Print the listing in full, keeping every line exactly as it is.

** Opening TASK INPUTS block **

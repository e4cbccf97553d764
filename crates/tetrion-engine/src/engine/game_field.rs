use serde::{Deserialize, Serialize};

use crate::{
    CompletePieceDropError, PieceCollisionError,
    core::{Field, LockedCell, Piece, PieceColor, PieceKind},
};

use super::{options::GameOptions, randomizer::Randomizer};

/// The falling piece together with the color its cells will lock with.
#[derive(Debug, Clone, Copy, PartialEq, Eq, Serialize, Deserialize)]
pub struct ActivePiece {
    pub piece: Piece,
    pub color: PieceColor,
}

/// The piece shown in the preview panel, spawned after the next lock.
#[derive(Debug, Clone, Copy, PartialEq, Eq, Serialize, Deserialize)]
pub struct NextPiece {
    pub kind: PieceKind,
    pub color: PieceColor,
}

/// Single-turn game state: the locked field, the falling piece and the
/// piece that follows it.
///
/// `GameField` knows nothing about time or session state. It only applies
/// placements and locks; deciding *when* to lock is up to
/// [`GameSession`](crate::GameSession).
#[derive(Debug, Clone)]
pub struct GameField {
    field: Field,
    active: ActivePiece,
    next: NextPiece,
    randomizer: Randomizer,
}

impl GameField {
    /// Creates a field pre-filled for `options.difficulty` with a fresh
    /// current/next pair.
    #[must_use]
    pub fn new(randomizer: Randomizer, options: &GameOptions) -> Self {
        let placeholder = PieceKind::O;
        let mut field = Self {
            field: Field::new(),
            active: ActivePiece {
                piece: Piece::new(placeholder),
                color: PieceColor::DEFAULT,
            },
            next: NextPiece {
                kind: placeholder,
                color: PieceColor::DEFAULT,
            },
            randomizer,
        };
        field.restart(options);
        field
    }

    /// Clears the field, fills the bottom rows for the configured
    /// difficulty and draws a new current/next pair.
    pub fn restart(&mut self, options: &GameOptions) {
        self.field.clear();
        let rows = i32::from(options.difficulty.rows());
        for y in (Field::HEIGHT - rows)..Field::HEIGHT {
            for cell in self.randomizer.difficulty_row(y, options.colors_enabled) {
                self.field.insert(cell);
            }
        }

        let kind = self.randomizer.next_piece_kind();
        let color = self.draw_color(options.colors_enabled, None);
        self.active = ActivePiece {
            piece: Piece::new(kind),
            color,
        };
        self.next = self.draw_next(options.colors_enabled, color);
    }

    /// Replaces the whole state with a previously saved one.
    ///
    /// The caller is responsible for validation; see
    /// [`GameSession::load`](crate::GameSession::load).
    pub(crate) fn restore(&mut self, field: Field, active: ActivePiece, next: NextPiece) {
        self.field = field;
        self.active = active;
        self.next = next;
    }

    #[must_use]
    pub fn field(&self) -> &Field {
        &self.field
    }

    #[must_use]
    pub fn active_piece(&self) -> &ActivePiece {
        &self.active
    }

    #[must_use]
    pub fn next_piece(&self) -> &NextPiece {
        &self.next
    }

    /// Moves the falling piece to `piece` if that placement is legal.
    pub fn set_active_piece(&mut self, piece: Piece) -> Result<(), PieceCollisionError> {
        if !self.field.is_legal(piece) {
            return Err(PieceCollisionError);
        }
        self.active.piece = piece;
        Ok(())
    }

    /// Returns where the falling piece would land if dropped straight down.
    #[must_use]
    pub fn simulate_drop_position(&self) -> Piece {
        let mut piece = self.active.piece;
        while self.field.is_legal(piece.down()) {
            piece = piece.down();
        }
        piece
    }

    /// Locks the falling piece, clears full rows and spawns the next piece.
    ///
    /// Returns the number of cleared rows, and an error if the newly spawned
    /// piece overlaps the field at its spawn pose (top-out).
    pub fn complete_piece_drop(
        &mut self,
        colors_enabled: bool,
    ) -> (usize, Result<(), CompletePieceDropError>) {
        self.field.lock_piece(self.active.piece, self.active.color);
        let cleared_lines = self.field.clear_full_rows();

        self.active = ActivePiece {
            piece: Piece::new(self.next.kind),
            color: self.next.color,
        };
        self.next = self.draw_next(colors_enabled, self.next.color);

        if !self.field.is_legal(self.active.piece) {
            return (
                cleared_lines,
                Err(CompletePieceDropError::NewPieceCollision),
            );
        }
        (cleared_lines, Ok(()))
    }

    /// Paints the field, the falling piece and the next piece with `color`.
    pub fn recolor(&mut self, color: PieceColor) {
        self.field.recolor(color);
        self.active.color = color;
        self.next.color = color;
    }

    /// Cells of the falling piece, tagged with its color.
    pub(crate) fn active_cells(&self) -> impl Iterator<Item = LockedCell> + '_ {
        self.active
            .piece
            .absolute_cells()
            .into_iter()
            .map(|(x, y)| LockedCell::new(x, y, self.active.color))
    }

    fn draw_next(&mut self, colors_enabled: bool, previous: PieceColor) -> NextPiece {
        NextPiece {
            kind: self.randomizer.next_piece_kind(),
            color: self.draw_color(colors_enabled, Some(previous)),
        }
    }

    fn draw_color(&mut self, colors_enabled: bool, previous: Option<PieceColor>) -> PieceColor {
        if colors_enabled {
            self.randomizer.next_color(previous)
        } else {
            PieceColor::DEFAULT
        }
    }
}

** Closing TASK INPUTS block **

→ **ANSWER FOR THIS EXERCISE**
repository e4cbccf97553d764
filename crates/tetrion-engine/src/engine/game_field.rs
use serde::{Deserialize, Serialize};

use crate::{
    CompletePieceDropError, PieceCollisionError,
    core::{Field, LockedCell, Piece, PieceColor, PieceKind},
};

use super::{options::GameOptions, randomizer::Randomizer};

/// The falling piece together with the color its cells will lock with.
#[derive(Debug, Clone, Copy, PartialEq, Eq, Serialize, Deserialize)]
pub struct ActivePiece {
    pub piece: Piece,
    pub color: PieceColor,
}

/// The piece shown in the preview panel, spawned after the next lock.
#[derive(Debug, Clone, Copy, PartialEq, Eq, Serialize, Deserialize)]
pub struct NextPiece {
    pub kind: PieceKind,
    pub color: PieceColor,
}

/// Single-turn game state: the locked field, the falling piece and the
/// piece that follows it.
///
/// `GameField` knows nothing about time or session state. It only applies
/// placements and locks; deciding *when* to lock is up to
/// [`GameSession`](crate::GameSession).
#[derive(Debug, Clone)]
pub struct GameField {
    field: Field,
    active: ActivePiece,
    next: NextPiece,
    randomizer: Randomizer,
}

impl GameField {
    /// Creates a field pre-filled for `options.difficulty` with a fresh
    /// current/next pair.
    #[must_use]
    pub fn new(randomizer: Randomizer, options: &GameOptions) -> Self {
        let placeholder = PieceKind::O;
        let mut field = Self {
            field: Field::new(),
            active: ActivePiece {
                piece: Piece::new(placeholder),
                color: PieceColor::DEFAULT,
            },
            next: NextPiece {
                kind: placeholder,
                color: PieceColor::DEFAULT,
            },
            randomizer,
        };
        field.restart(options);
        field
    }

    /// Clears the field, fills the bottom rows for the configured
    /// difficulty and draws a new current/next pair.
    pub fn restart(&mut self, options: &GameOptions) {
        self.field.clear();
        let rows = i32::from(options.difficulty.rows());
        for y in (Field::HEIGHT - rows)..Field::HEIGHT {
            for cell in self.randomizer.difficulty_row(y, options.colors_enabled) {
                self.field.insert(cell);
            }
        }

        let kind = self.randomizer.next_piece_kind();
        let color = self.draw_color(options.colors_enabled, None);
        self.active = ActivePiece {
            piece: Piece::new(kind),
            color,
        };
        self.next = self.draw_next(options.colors_enabled, color);
    }

    /// Replaces the whole state with a previously saved one.
    ///
    /// The caller is responsible for validation; see
    /// [`GameSession::load`](crate::GameSession::load).
    pub(crate) fn restore(&mut self, field: Field, active: ActivePiece, next: NextPiece) {
        self.field = field;
        self.active = active;
        self.next = next;
    }

    #[must_use]
    pub fn field(&self) -> &Field {
        &self.field
    }

    #[must_use]
    pub fn active_piece(&self) -> &ActivePiece {
        &self.active
    }

    #[must_use]
    pub fn next_piece(&self) -> &NextPiece {
        &self.next
    }

    /// Moves the falling piece to `piece` if that placement is legal.
    pub fn set_active_piece(&mut self, piece: Piece) -> Result<(), PieceCollisionError> {
        if !self.field.is_legal(piece) {
            return Err(PieceCollisionError);
        }
        self.active.piece = piece;
        Ok(())
    }

    /// Returns where the falling piece would land if dropped straight down.
    #[must_use]
    pub fn simulate_drop_position(&self) -> Piece {
        let mut piece = self.active.piece;
        while self.field.is_legal(piece.down()) {
            piece = piece.down();
        }
        piece
    }

    /// Locks the falling piece, clears full rows and spawns the next piece.
    ///
    /// Returns the number of cleared rows, and an error if the newly spawned
    /// piece overlaps the field at its spawn pose (top-out).
    pub fn complete_piece_drop(
        &mut self,
        colors_enabled: bool,
    ) -> (usize, Result<(), CompletePieceDropError>) {
        self.field.lock_piece(self.active.piece, self.active.color);
        let cleared_lines = self.field.clear_full_rows();

        self.active = ActivePiece {
            piece: Piece::new(self.next.kind),
            color: self.next.color,
        };
        self.next = self.draw_next(colors_enabled, self.next.color);

        if !self.field.is_legal(self.active.piece) {
            return (
                cleared_lines,
                Err(CompletePieceDropError::NewPieceCollision),
            );
        }
        (cleared_lines, Ok(()))
    }

    /// Paints the field, the falling piece and the next piece with `color`.
    pub fn recolor(&mut self, color: PieceColor) {
        self.field.recolor(color);
        self.active.color = color;
        self.next.color = color;
    }

    /// Cells of the falling piece, tagged with its color.
    pub(crate) fn active_cells(&self) -> impl Iterator<Item = LockedCell> + '_ {
        self.active
            .piece
            .absolute_cells()
            .into_iter()
            .map(|(x, y)| LockedCell::new(x, y, self.active.color))
    }

    fn draw_next(&mut self, colors_enabled: bool, previous: PieceColor) -> NextPiece {
        NextPiece {
            kind: self.randomizer.next_piece_kind(),
            color: self.draw_color(colors_enabled, Some(previous)),
        }
    }

    fn draw_color(&mut self, colors_enabled: bool, previous: Option<PieceColor>) -> PieceColor {
        if colors_enabled {
            self.randomizer.next_color(previous)
        } else {
            PieceColor::DEFAULT
        }
    }
}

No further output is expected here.